Intragenic suppression of a luxR mutation: characterization of an autoinducer-independent LuxR.

The Vibrio fischeri luminescence genes are activated by the LuxR protein and a diffusible signal termed the autoinducer. LuxR consists of two domains, a C-terminal transcriptional activator domain, and an N-terminal autoinducer-binding domain, which serves to regulate the function of the C-terminal domain. We have isolated and characterized an intragenic suppressor of a mutation that maps to the N-terminal domain and blocks autoinducer binding. The suppressor changes an alanine residue at position-221 in the C-terminal domain to a valine.
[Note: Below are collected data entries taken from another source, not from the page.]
use num_bigint_dig::BigUint;
use xmsg_bits::{BitLayout, Bits, OverflowPolicy};

use crate::{CodecError, MsgKind};

/// Layout-driven packing shared by every message codec.
#[derive(Clone, Debug)]
pub(crate) struct FieldCodec {
    kind: MsgKind,
    layout: BitLayout,
    policy: OverflowPolicy,
}

impl FieldCodec {
    pub fn new(kind: MsgKind, layout: BitLayout, policy: OverflowPolicy) -> Self {
        tracing::debug!(
            "{} codec: {} bits [{}], overflow policy {:?}",
            kind,
            layout.nbits(),
            layout,
            policy
        );
        Self {
            kind,
            layout,
            policy,
        }
    }

    pub fn layout(&self) -> &BitLayout {
        &self.layout
    }

    pub fn policy(&self) -> OverflowPolicy {
        self.policy
    }

    pub fn pack<I>(&self, values: I) -> Result<Bits, CodecError>
    where
        I: IntoIterator,
        I::Item: Into<BigUint>,
    {
        let bits = self.layout.pack(values, self.policy)?;
        tracing::trace!("encoded {}: {}", self.kind, bits);
        Ok(bits)
    }

    /// Accepts `bits` as a message of this kind if its width matches the layout.
    pub fn check(&self, bits: Bits) -> Result<Bits, CodecError> {
        if bits.nbits() != self.layout.nbits() {
            return Err(CodecError::WidthMismatch {
                kind: self.kind,
                expected: self.layout.nbits(),
                actual: bits.nbits(),
            });
        }
        tracing::trace!("received {}: {}", self.kind, bits);
        Ok(bits)
    }

    pub fn field(&self, bits: &Bits, index: usize) -> Bits {
        self.layout.extract(bits, index)
    }

    pub fn field_u64(&self, bits: &Bits, index: usize) -> u64 {
        self.field(bits, index).low_u64()
    }
}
In Escherichia coli, the suppressor allows partial activation of the V. fischeri luminescence genes although E. coli containing this protein remains unable to bind autoinducer. To further analyze the influence of the second-site mutation on luxR function, we constructed a luxR gene that coded for a protein with a wild-type N-terminal domain and with the ala-221 to val substitution in the C-terminal domain. This protein activated the luminescence genes in the presence or absence of autoinducer, and it bound autoinducer at levels comparable to the wild-type LuxR protein. Apparently, the alanine to valine substitution at position-221 allows activity of the C-terminal domain in a fashion independent of whether autoinducer is bound to the N-terminal domain.